I have 3 time periods in excel - I need to know the duration of the longest continuous period

Please help!
Ideally, I would really like to solve this using formulas only - not VBA or anything I consider 'fancy'.
I work for a program that awards bonuses for continuous engagement. We have three (sometimes more) engagement time periods that could overlap and/or could have spaces of no engagement. The magic figure is 84 days of continuous engagement. We have been manually reviewing each line (hundreds of lines) to see if the time periods add up to 84 days of continuous engagement, with no periods of inactivity.
In the link there is a pic of a summary of what we work with. Row 3 for example, doesn't have 84 days in any of the 3 time periods, but the first 2 time periods combined includes 120 consecutive days. The dates will not appear in date order - e.g. early engagements may be listed in period 3.
Really looking forward to your advice.
Annie
#TomSharpe has shown you a method of solving this with formulas. You would have to modify it if you had more than three time periods.
Not sure if you would consider a Power Query solution to be "too fancy", but it does allow for an unlimited number of time periods, laid out as you show in the sample.
With PQ, we
construct lists of all the consecutive dates for each pair of start/end
combine the lists for each row, removing the duplicates
apply a gap and island technique to the resulting date lists for each row
count the number of entries for each "island" and return the maximum
Please note: I counted both the start and the end date.
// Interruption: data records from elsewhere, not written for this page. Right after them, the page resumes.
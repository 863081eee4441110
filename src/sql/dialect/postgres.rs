//! PostgreSQL SQL dialect.
//!
//! PostgreSQL features:
//! - ANSI identifier quoting (`"`)
//! - Native boolean type (true/false)
//! - `$n` placeholders
//! - Native INTERVAL type and `infinity` timestamp sentinels
//! - `#` for bitwise XOR
//! - Cursors are opened by DECLARE (no OPEN statement)

use chrono::{DateTime, FixedOffset};

use super::helpers::{self, Part};
use super::{Feature, SqlDialect};
use crate::error::Result;
use crate::mapping::NativeInterval;
use crate::sql::function::{DatePart, PortableFunction};
use crate::sql::token::TokenStream;
use crate::sql::types::ValueType;

/// PostgreSQL SQL dialect.
#[derive(Debug, Clone, Copy)]
pub struct Postgres;

impl SqlDialect for Postgres {
    fn name(&self) -> &'static str {
        "postgres"
    }

    fn quote_identifier(&self, ident: &str) -> String {
        helpers::quote_double(ident)
    }

    fn format_bool(&self, b: bool) -> &'static str {
        helpers::format_bool_literal(b)
    }

    fn placeholder(&self, ordinal: usize) -> String {
        format!("${}", ordinal)
    }

    fn emit_limit_offset(
        &self,
        limit: Option<u64>,
        offset: Option<u64>,
    ) -> Result<TokenStream> {
        helpers::emit_limit_offset_standard(limit, offset)
    }

    fn bitwise_xor_operator(&self) -> &'static str {
        "#"
    }

    fn supports(&self, feature: Feature) -> bool {
        !matches!(
            feature,
            Feature::CursorOpen
                | Feature::UniquePredicate
                | Feature::MatchPredicate
                | Feature::ForeignKeyMatchPartial
                | Feature::SchemePartitioning
        )
    }

    fn remap_function(&self, name: &str) -> Option<&'static str> {
        helpers::remap_function_postgres(name)
    }

    fn emit_function(&self, func: PortableFunction, args: &[TokenStream]) -> Option<TokenStream> {
        use PortableFunction::*;
        let ts = match func {
            DateTimeAddYears => helpers::seq(&[
                Part::Sql("("),
                Part::Arg(&args[0]),
                Part::Sql(" + ("),
                Part::Arg(&args[1]),
                Part::Sql(") * INTERVAL '1 year')"),
            ]),
            DateTimeAddMonths => helpers::seq(&[
                Part::Sql("("),
                Part::Arg(&args[0]),
                Part::Sql(" + ("),
                Part::Arg(&args[1]),
                Part::Sql(") * INTERVAL '1 month')"),
            ]),
            DateTimeAddInterval => helpers::seq(&[
                Part::Sql("("),
                Part::Arg(&args[0]),
                Part::Sql(" + "),
                Part::Arg(&args[1]),
                Part::Sql(")"),
            ]),
            DateTimeConstruct => helpers::seq(&[
                Part::Sql("MAKE_TIMESTAMP("),
                Part::Arg(&args[0]),
                Part::Sql(", "),
                Part::Arg(&args[1]),
                Part::Sql(", "),
                Part::Arg(&args[2]),
                Part::Sql(", 0, 0, 0)"),
            ]),
            DateTimeTruncate => helpers::seq(&[
                Part::Sql("DATE_TRUNC('day', "),
                Part::Arg(&args[0]),
                Part::Sql(")"),
            ]),
            IntervalToMilliseconds => interval_to_milliseconds(&args[0]),
            IntervalConstruct => helpers::seq(&[
                Part::Sql("(("),
                Part::Arg(&args[0]),
                Part::Sql(") * INTERVAL '1 millisecond')"),
            ]),
            CurrentDate => helpers::seq(&[Part::Sql("CURRENT_DATE")]),
            CurrentTimestamp => helpers::seq(&[Part::Sql("LOCALTIMESTAMP")]),
            CharLength => helpers::call("CHAR_LENGTH", args),
            Substring => helpers::call("SUBSTRING", args),
            Lower => helpers::call("LOWER", args),
            Upper => helpers::call("UPPER", args),
            Trim => helpers::call("TRIM", args),
            Coalesce => helpers::call("COALESCE", args),
            Abs => helpers::call("ABS", args),
            Round => helpers::call("ROUND", args),
        };
        Some(ts)
    }

    fn emit_extract(&self, part: DatePart, expr: &TokenStream) -> Option<TokenStream> {
        let ts = match part {
            DatePart::Millisecond => helpers::seq(&[
                Part::Sql("(CAST(FLOOR(EXTRACT(MILLISECONDS FROM "),
                Part::Arg(expr),
                Part::Sql(")) AS INTEGER) % 1000)"),
            ]),
            _ => helpers::seq(&[
                Part::Sql("EXTRACT("),
                Part::Sql(part.extract_keyword()),
                Part::Sql(" FROM "),
                Part::Arg(expr),
                Part::Sql(")"),
            ]),
        };
        Some(ts)
    }

    fn emit_data_type(&self, ty: &ValueType) -> String {
        helpers::emit_data_type_postgres(ty)
    }

    fn format_datetimeoffset_literal(&self, dt: &DateTime<FixedOffset>) -> String {
        format!("TIMESTAMPTZ '{}'", helpers::datetimeoffset_text(dt))
    }

    fn format_interval_literal(&self, interval: &NativeInterval) -> Result<String> {
        Ok(format!("INTERVAL '{}'", interval.to_postgres_text()))
    }

    fn format_infinity_literal(&self, ty: &ValueType, positive: bool) -> Option<String> {
        let sentinel = if positive { "infinity" } else { "-infinity" };
        match ty {
            ValueType::Date => Some(format!("DATE '{}'", sentinel)),
            ValueType::DateTime => Some(format!("TIMESTAMP '{}'", sentinel)),
            ValueType::DateTimeOffset => Some(format!("TIMESTAMPTZ '{}'", sentinel)),
            _ => None,
        }
    }

    fn format_bytes_literal(&self, bytes: &[u8]) -> String {
        format!("DECODE('{}', 'hex')", helpers::hex(bytes))
    }

    fn format_guid_literal(&self, guid: &uuid::Uuid) -> String {
        format!("UUID '{}'", guid.hyphenated())
    }
}

/// Whole milliseconds of an interval, months counted as 30 days.
fn interval_to_milliseconds(i: &TokenStream) -> TokenStream {
    let field = |unit: &'static str, factor: &'static str| {
        helpers::seq(&[
            Part::Sql("EXTRACT("),
            Part::Sql(unit),
            Part::Sql(" FROM "),
            Part::Arg(i),
            Part::Sql(")"),
            Part::Sql(factor),
        ])
    };
    let years = field("YEAR", " * 12");
    let months = field("MONTH", "");
    let days = field("DAY", " * 86400000");
    let hours = field("HOUR", " * 3600000");
    let minutes = field("MINUTE", " * 60000");
    let seconds = field("SECOND", " * 1000");

    helpers::seq(&[
        Part::Sql("CAST(TRUNC(("),
        Part::Arg(&years),
        Part::Sql(" + "),
        Part::Arg(&months),
        Part::Sql(") * 2592000000 + "),
        Part::Arg(&days),
        Part::Sql(" + "),
        Part::Arg(&hours),
        Part::Sql(" + "),
        Part::Arg(&minutes),
        Part::Sql(" + "),
        Part::Arg(&seconds),
        Part::Sql(") AS BIGINT)"),
    ])
}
In your days columns, you did not (except for one instance). If you want to count both, leave the code as is; if you don't we can make a minor modification
To use Power Query
Create a table which excludes that first row of merged cells
Rename the table columns in the format I show in the screenshot, since each column header in a table must have a different name.
Select some cell in that Data Table
Data => Get&Transform => from Table/Range
When the PQ Editor opens: Home => Advanced Editor
Make note of the Table Name in Line 2
Paste the M Code below in place of what you see
Change the Table name in line 2 back to what was generated originally.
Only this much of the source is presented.